- Born: Jasmia Tyshier Robinson 21 April 1987 (age 39) Hackney, London, England
- Modeling information
- Hair color: Dark Brown
- Eye color: Brown
- Agency: Charles&Ko Model Agency

= Jasmia Robinson =

British model and singer (born 1987)

Jasmia Tyshier Robinson (born 21 April 1987) is a model and singer. Robinson was the last eliminated on the second cycle of Britain's Next Top Model. Robinson has worked with the likes of L’Oreal, Sensationnel and Burberry. Robinson is now developing a music career and writes for NXG Magazine with a regular feature. After that, Robinson joined the eighteenth cycle of America's Next Top Model, but she was eliminated first.

==Early life==
Robinson was born in Hackney, East London, to a Scottish mother and a father of Jamaican descent. Robinson is the second youngest of 10 siblings. At 4 months old Robinson’s family moved to Highgate, North London, where she attended Ashmount Primary School and went on to Highgate Wood Performing Arts College. Robinson later trained to be a make-up artist at Barnet College, earning a diploma in Theatrical and Media Makeup. She also graduated from Harrow Wheald College completing an Art History course.

==Britain’s Next Top Model Cycle 2==
Robinson applied to Living TV’s Britain's Next Top Model, Cycle 2 at 18. In the show Robinson won three tasks the highest amount from all the contestants. She also received two first call-outs and appeared twice in the two bottom two where she survived over Yvette Stubbs and was eliminated when Abbey Clancy survived her second bottom two appearance. She became the last contestant to be eliminated in the competition.

== Modeling==
In 2010 Robinson featured as one of the models at the 2010 Afro Hair and Beauty Show with the likes of model Annaliese Dayes.

Robinson was also a chosen model at London Fashion Week in 2010 walking for independent designer Georgie W Couture's autumn/winter 2010-2011 collection.

==TV appearances==
After the Top Model shows, Robinson made TV appearances as a model on programs such as The Friday Night Project as one of rapper Kanye West's "Golden Girls" and on BBC 2's Never Mind the Buzzcocks as Beyoncé.

In 2010 she appeared as an underwear model for Trinny and Susannah on The Alan Titchmarsh Show.

==America's Next Top Model Cycle 18==
Robinson, amongst six other past Britain's Next Top Model contestants, appeared on the upcoming cycle of America's Next Top Model Cycle 18: British Invasion, which premiered on 29 February 2012. It involved seven American model hopefuls against seven British all-stars from Britain's Next Top Model. The other girls appearing were Louise Watts of Cycle 3, Catherine Thomas of Cycle 4, Ashley Brown, Annaliese Dayes, and Sophie Sumner all of Cycle 5, and Alisha White of Cycle 6. Robinson was the first to be eliminated in the cycle, because Brown was saved for having a better personality. Robinson placed fourteenth overall in her first-ever bottom two appearance. Tyra noted Robinson wasn't strong on America's Next Top Model but strong on Britain's Next Top Model.

==Campaigns==
Robinson is currently the face of the UK hair brand Sensationnel.
She also took part in the Mayor of London's Barclays Cycle Hire scheme in 2010.

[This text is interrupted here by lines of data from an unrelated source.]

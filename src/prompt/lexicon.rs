//! Fixed English fragments for material and viewpoint options.

use super::settings::{MaterialKind, Viewpoint};

const PLASTIC_GLOSSY: &str = "Material rendering requirements:\n\
    - Glossy injection-molded plastic finish with high shine\n\
    - Sharp, precise edges from professional mold manufacturing\n\
    - Bright surface reflections showing studio lighting setup\n\
    - Consistent color with slight material depth and clarity\n\
    - Clean seam lines typical of commercial plastic products";

const PLASTIC_MATTE: &str = "Material rendering requirements:\n\
    - Matte injection-molded plastic finish with soft, non-reflective surface\n\
    - Sharp, precise edges from professional mold manufacturing\n\
    - Subtle light absorption characteristic of matte plastics\n\
    - Even color distribution without glossy highlights\n\
    - Professional manufacturing quality appearance";

const PLUSH_FABRIC: &str = "Material rendering requirements:\n\
    - Soft, plush fabric texture with visible fiber detail\n\
    - Short fur texture with natural fabric weave\n\
    - Realistic fabric creases and folds at joints and bends\n\
    - Soft shadows characteristic of fabric materials\n\
    - No hard edges - all contours should appear soft and huggable";

const PLUSH_FUR: &str = "Material rendering requirements:\n\
    - Fluffy, long fur texture with individual hair strands visible\n\
    - Natural fur direction and flow following the product's form\n\
    - Soft, diffused shadows characteristic of furry materials\n\
    - Plush, stuffed appearance with visible texture depth\n\
    - Warm, tactile quality that invites touch";

const CERAMIC: &str = "Material rendering requirements:\n\
    - Smooth, glossy ceramic glaze finish with professional quality\n\
    - Subtle surface reflections showing studio lights as soft highlights\n\
    - Clean, crisp edges typical of kiln-fired molded ceramics\n\
    - Even color application throughout the entire surface\n\
    - Slight depth and translucency in the glaze finish";

const PORCELAIN: &str = "Material rendering requirements:\n\
    - Fine white porcelain with delicate, translucent quality\n\
    - Smooth, refined surface with subtle luminosity\n\
    - Precise, elegant edges characteristic of high-quality porcelain\n\
    - Gentle light transmission creating a soft glow effect\n\
    - Premium, museum-quality appearance and craftsmanship";

const TRANSPARENT_PLASTIC: &str = "Material rendering requirements:\n\
    - Accurate light transmission and subtle refraction effects\n\
    - Visible internal elements through transparent areas\n\
    - Appropriate caustic effects and light play on surfaces\n\
    - Clear distinction between transparent and opaque areas\n\
    - Realistic clear plastic transparency with slight color tint";

const TRANSPARENT_GLASS: &str = "Material rendering requirements:\n\
    - Crystal-clear glass transparency with accurate refraction\n\
    - Visible internal structures through glass walls\n\
    - Beautiful caustic effects and rainbow light dispersion\n\
    - Sharp, precise edges typical of molded or blown glass\n\
    - Premium glass quality with professional finish";

/// Rendering cues for a material, `None` when the key is not in the table.
pub fn material_requirements(kind: &MaterialKind) -> Option<&'static str> {
    let text = match kind {
        MaterialKind::PlasticGlossy => PLASTIC_GLOSSY,
        MaterialKind::PlasticMatte => PLASTIC_MATTE,
        MaterialKind::PlushFabric => PLUSH_FABRIC,
        MaterialKind::PlushFur => PLUSH_FUR,
        MaterialKind::Ceramic => CERAMIC,
        MaterialKind::Porcelain => PORCELAIN,
        MaterialKind::TransparentPlastic => TRANSPARENT_PLASTIC,
        MaterialKind::TransparentGlass => TRANSPARENT_GLASS,
        MaterialKind::Unrecognized(_) => return None,
    };
    Some(text)
}

/// Camera placement sentence. Unknown keys come back unchanged.
pub fn viewpoint_description(viewpoint: &Viewpoint) -> &str {
    match viewpoint {
        Viewpoint::Front => "Camera positioned directly in front of the product, capturing the full face and frontal details at eye level.",
        Viewpoint::ThreeQuarter => "Camera positioned at a three-quarter angle (approximately 45 degrees), showing both the front and side of the product for a dynamic, dimensional view.",
        Viewpoint::Top => "Camera positioned directly above the product, capturing a bird's-eye view that shows the top surface and overall shape from above.",
        Viewpoint::Bottom => "Camera positioned below the product, looking upward to capture the underside and base details.",
        Viewpoint::Preview => "Classic product preview angle commonly used in e-commerce, positioned slightly above and to the side for an inviting, commercial presentation.",
        Viewpoint::Unrecognized(raw) => raw,
    }
}
use axum::{
    extract::{rejection::JsonRejection, FromRequest},
    http::StatusCode,
    response::{IntoResponse, Response},
    Json,
};
use serde::{Deserialize, Serialize};
use thiserror::Error;
use tracing::{error, warn};

use crate::auth::AuthError;
use crate::provider::ProviderError;
use crate::storage::StorageError;
use crate::store::StoreError;

/// Envelope for every JSON body the API returns.
#[derive(Debug, Serialize, Deserialize)]
pub struct ApiResponse<T> {
    pub success: bool,
    #[serde(skip_serializing_if = "Option::is_none")]
    pub data: Option<T>,
    #[serde(skip_serializing_if = "Option::is_none")]
    pub error: Option<String>,
    #[serde(skip_serializing_if = "Option::is_none")]
    pub message: Option<String>,
}

impl<T> ApiResponse<T> {
    pub fn ok(data: T) -> Self {
        Self { success: true, data: Some(data), error: None, message: None }
    }

    pub fn with_message(mut self, message: impl Into<String>) -> Self {
        self.message = Some(message.into());
        self
    }
}

impl ApiResponse<()> {
    pub fn message(message: impl Into<String>) -> Self {
        Self { success: true, data: None, error: None, message: Some(message.into()) }
    }

    pub fn failure(error: impl Into<String>) -> Self {
        Self { success: false, data: None, error: Some(error.into()), message: None }
    }
}

#[derive(Debug, Error)]
pub enum ApiError {
    #[error("{0}")]
    Validation(String),
    #[error("{0}")]
    Unauthorized(String),
    #[error("{0}")]
    Forbidden(String),
    #[error("{0}")]
    NotFound(String),
    #[error("{0}")]
    Conflict(String),
    #[error("image generation failed: {0}")]
    Upstream(String),
    #[error("internal error: {0}")]
    Internal(String),
}

impl ApiError {
    pub fn status_code(&self) -> StatusCode {
        match self {
            ApiError::Validation(_) => StatusCode::BAD_REQUEST,
            ApiError::Unauthorized(_) => StatusCode::UNAUTHORIZED,
            ApiError::Forbidden(_) => StatusCode::FORBIDDEN,
            ApiError::NotFound(_) => StatusCode::NOT_FOUND,
            ApiError::Conflict(_) => StatusCode::CONFLICT,
            ApiError::Upstream(_) => StatusCode::BAD_GATEWAY,
            ApiError::Internal(_) => StatusCode::INTERNAL_SERVER_ERROR,
        }
    }
}

impl IntoResponse for ApiError {
    fn into_response(self) -> Response {
        let status = self.status_code();
        let message = match &self {
            ApiError::Internal(detail) => {
                error!("❌ Internal error: {}", detail);
                "Internal server error.".to_string()
            }
            ApiError::Upstream(detail) => {
                error!("❌ Upstream failure: {}", detail);
                self.to_string()
            }
            other => {
                warn!("Request rejected ({}): {}", status, other);
                other.to_string()
            }
        };
        (status, Json(ApiResponse::failure(message))).into_response()
    }
}

impl From<JsonRejection> for ApiError {
    fn from(rejection: JsonRejection) -> Self {
        ApiError::Validation(rejection.body_text())
    }
}

impl From<ProviderError> for ApiError {
    fn from(e: ProviderError) -> Self {
        match e {
            ProviderError::Decode(detail) => ApiError::Validation(format!("invalid image data: {detail}")),
            other => ApiError::Upstream(other.to_string()),
        }
    }
}

impl From<StorageError> for ApiError {
    fn from(e: StorageError) -> Self {
        match e {
            StorageError::InvalidPath(path) => ApiError::Validation(format!("invalid file path: {path}")),
            StorageError::NotFound(path) => ApiError::NotFound(format!("file not found: {path}")),
            StorageError::Io(e) => ApiError::Internal(e.to_string()),
        }
    }
}

impl From<AuthError> for ApiError {
    fn from(e: AuthError) -> Self {
        match e {
            AuthError::MalformedHash => ApiError::Internal(e.to_string()),
            other => ApiError::Unauthorized(other.to_string()),
        }
    }
}

impl From<StoreError> for ApiError {
    fn from(e: StoreError) -> Self {
        match e {
            StoreError::DuplicateEmail => ApiError::Conflict("Email is already in use.".into()),
        }
    }
}

/// `Json` whose rejections use the API envelope.
#[derive(FromRequest)]
#[from_request(via(Json), rejection(ApiError))]
pub struct ApiJson<T>(pub T);

#[cfg(test)]
mod tests {
    use super::*;
    use pretty_assertions::assert_eq;

    async fn body_json(response: Response) -> serde_json::Value {
        let bytes = axum::body::to_bytes(response.into_body(), usize::MAX).await.unwrap();
        serde_json::from_slice(&bytes).unwrap()
    }

    #[tokio::test]
    async fn errors_render_envelope_with_status() {
        let response = ApiError::Forbidden("Not your project.".into()).into_response();
        assert_eq!(response.status(), StatusCode::FORBIDDEN);
        assert_eq!(
            body_json(response).await,
            serde_json::json!({ "success": false, "error": "Not your project." })
        );
    }

    #[tokio::test]
    async fn internal_details_are_not_leaked() {
        let response = ApiError::Internal("disk on fire at /var/data".into()).into_response();
        assert_eq!(response.status(), StatusCode::INTERNAL_SERVER_ERROR);
        assert_eq!(body_json(response).await["error"], "Internal server error.");
    }

    #[test]
    fn layer_errors_map_to_statuses() {
        let cases: Vec<(ApiError, StatusCode)> = vec![
            (ProviderError::Exhausted(2).into(), StatusCode::BAD_GATEWAY),
            (ProviderError::Decode("bad".into()).into(), StatusCode::BAD_REQUEST),
            (StorageError::InvalidPath("../x".into()).into(), StatusCode::BAD_REQUEST),
            (StorageError::NotFound("x".into()).into(), StatusCode::NOT_FOUND),
            (AuthError::MalformedHash.into(), StatusCode::INTERNAL_SERVER_ERROR),
            (StoreError::DuplicateEmail.into(), StatusCode::CONFLICT),
        ];
        for (error, status) in cases {
            assert_eq!(error.status_code(), status, "{error:?}");
        }
    }

    #[test]
    fn success_envelope_skips_empty_fields() {
        let json = serde_json::to_value(ApiResponse::ok(vec![1, 2]).with_message("done")).unwrap();
        assert_eq!(json, serde_json::json!({ "success": true, "data": [1, 2], "message": "done" }));

        let json = serde_json::to_value(ApiResponse::message("Logged out.")).unwrap();
        assert_eq!(json, serde_json::json!({ "success": true, "message": "Logged out." }));
    }
}
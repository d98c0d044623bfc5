//! Prompt construction for the image model.
//!
//! Everything here is a pure function of its inputs: no I/O, no clock, no
//! randomness. The bracketed section labels and phrase fragments are relied on
//! verbatim by the model tuning and by the tests below.

mod composer;
mod inpaint;
mod lexicon;
mod settings;

pub use inpaint::{build_inpaint_prompt, build_upscale_prompt, EditType};
pub use settings::{
    ColorSettings, GenerationMode, GenerationSettings, MaterialKind, MaterialSettings, Priority, Viewpoint,
};

/// Builds the full generation prompt for `mode`.
///
/// Total over every input: unknown mode tags are resolved to
/// [`GenerationMode::IpReplacement`] by [`GenerationMode::from_tag`] before
/// reaching this function.
pub fn build_prompt(mode: GenerationMode, settings: &GenerationSettings) -> String {
    composer::compose(composer::template_for(mode), settings)
}
use axum::{extract::State, Json};
use tracing::{info, warn};
use uuid::Uuid;

use super::{owned_history, owned_project, AppState};
use crate::auth::AuthUser;
use crate::error::{ApiError, ApiJson, ApiResponse};
use crate::models::{GenerateRequest, GenerateResponse, ImageResponse, InpaintRequest, NewHistory, UpscaleRequest};
use crate::provider::ImageData;
use crate::validation::{validate_generate, validate_inpaint, validate_upscale};

async fn save_image(state: &AppState, image: &ImageData, dir: &str) -> Result<String, ApiError> {
    let path = format!("{dir}/{}.{}", Uuid::new_v4(), image.extension());
    Ok(state.storage.upload(image.bytes.clone(), &path, &image.mime_type).await?)
}

/// Best-effort removal of files written earlier in a request that failed.
async fn discard_saved(state: &AppState, urls: &[String]) {
    for url in urls {
        let Some(path) = state.storage.path_from_url(url) else { continue };
        if let Err(e) = state.storage.delete(&path).await {
            warn!("Could not clean up {}: {}", path, e);
        }
    }
}

/// Saves every image or none: on error the files already written are removed.
async fn save_all(state: &AppState, images: &[ImageData], dir: &str) -> Result<Vec<String>, ApiError> {
    let mut urls = Vec::with_capacity(images.len());
    for image in images {
        match save_image(state, image, dir).await {
            Ok(url) => urls.push(url),
            Err(e) => {
                discard_saved(state, &urls).await;
                return Err(e);
            }
        }
    }
    Ok(urls)
}

/// Reads an image given either as one of our storage URLs or as a data URL.
async fn load_image(state: &AppState, source: &str) -> Result<ImageData, ApiError> {
    match state.storage.path_from_url(source) {
        Some(path) => Ok(ImageData::sniff(state.storage.download(&path).await?)),
        None => Ok(ImageData::from_data_url(source)?),
    }
}

/// Nothing is written to storage until the provider has produced images.
pub async fn generate(
    State(state): State<AppState>,
    user: AuthUser,
    ApiJson(body): ApiJson<GenerateRequest>,
) -> Result<Json<ApiResponse<GenerateResponse>>, ApiError> {
    let (mode, count) = validate_generate(&body, state.max_images_per_request)?;
    let project = owned_project(&state, &user, body.project_id)?;

    let inputs = body
        .input_images
        .iter()
        .map(|source| ImageData::from_data_url(source))
        .collect::<Result<Vec<_>, _>>()?;

    let mut provider_inputs = inputs.clone();
    if let Some(reference_id) = body.reference_history_id {
        let reference = owned_history(&state, &user, reference_id)?;
        let previous = reference
            .output_images
            .first()
            .ok_or_else(|| ApiError::Validation("Referenced generation has no output images.".into()))?;
        provider_inputs.insert(0, load_image(&state, previous).await?);
        info!("📎 Using history {} as the previous result", reference_id);
    }

    let images = state.generator.generate(mode, &body.settings, &provider_inputs, count).await?;

    let input_urls = save_all(&state, &inputs, &format!("{}/{}/inputs", user.0.id, project.id)).await?;
    let output_urls = match save_all(&state, &images, &format!("{}/{}/outputs", user.0.id, project.id)).await {
        Ok(urls) => urls,
        Err(e) => {
            discard_saved(&state, &input_urls).await;
            return Err(e);
        }
    };

    let settings = crate::prompt::GenerationSettings { input_images: input_urls.clone(), ..body.settings };
    let history = state.store.create_history(NewHistory {
        project_id: project.id,
        mode,
        input_images: input_urls,
        output_images: output_urls.clone(),
        settings,
    });
    info!("✅ Generation {} stored with {} image(s)", history.id, output_urls.len());

    Ok(Json(ApiResponse::ok(GenerateResponse { images: output_urls, history_id: history.id })))
}

pub async fn inpaint(
    State(state): State<AppState>,
    AuthUser(user): AuthUser,
    ApiJson(body): ApiJson<InpaintRequest>,
) -> Result<Json<ApiResponse<ImageResponse>>, ApiError> {
    validate_inpaint(&body)?;
    let image = load_image(&state, &body.image_url).await?;
    let mask = ImageData::from_data_url(&body.mask_data)?;

    let result = state.generator.inpaint(image, mask, body.edit_type, &body.instruction).await?;
    let result_image = save_image(&state, &result, &format!("{}/inpaint", user.id)).await?;
    Ok(Json(ApiResponse::ok(ImageResponse { result_image })))
}

pub async fn upscale(
    State(state): State<AppState>,
    AuthUser(user): AuthUser,
    ApiJson(body): ApiJson<UpscaleRequest>,
) -> Result<Json<ApiResponse<ImageResponse>>, ApiError> {
    validate_upscale(&body)?;
    let image = load_image(&state, &body.image_url).await?;

    let result = state
        .generator
        .upscale(image, body.target_resolution, body.transparent_background)
        .await?;
    let result_image = save_image(&state, &result, &format!("{}/upscale", user.id)).await?;
    Ok(Json(ApiResponse::ok(ImageResponse { result_image })))
}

In January 2011 Robinson appeared as a guest speaker at the Inspirational You event celebrating the success of young people.

==Awards==
In 2009, Robinson was nominated and won the ‘Best Female Model’ category at the Black Entertainment Fashion, Film and Television Awards (BEFFTAS).

==Music==
In 2010, Robinson began her music career. In 2011, Robinson was amongst the headline acts at Flavour Live, performing her first original single, "Diva Style", and a cover of the song "Ghetto Girl".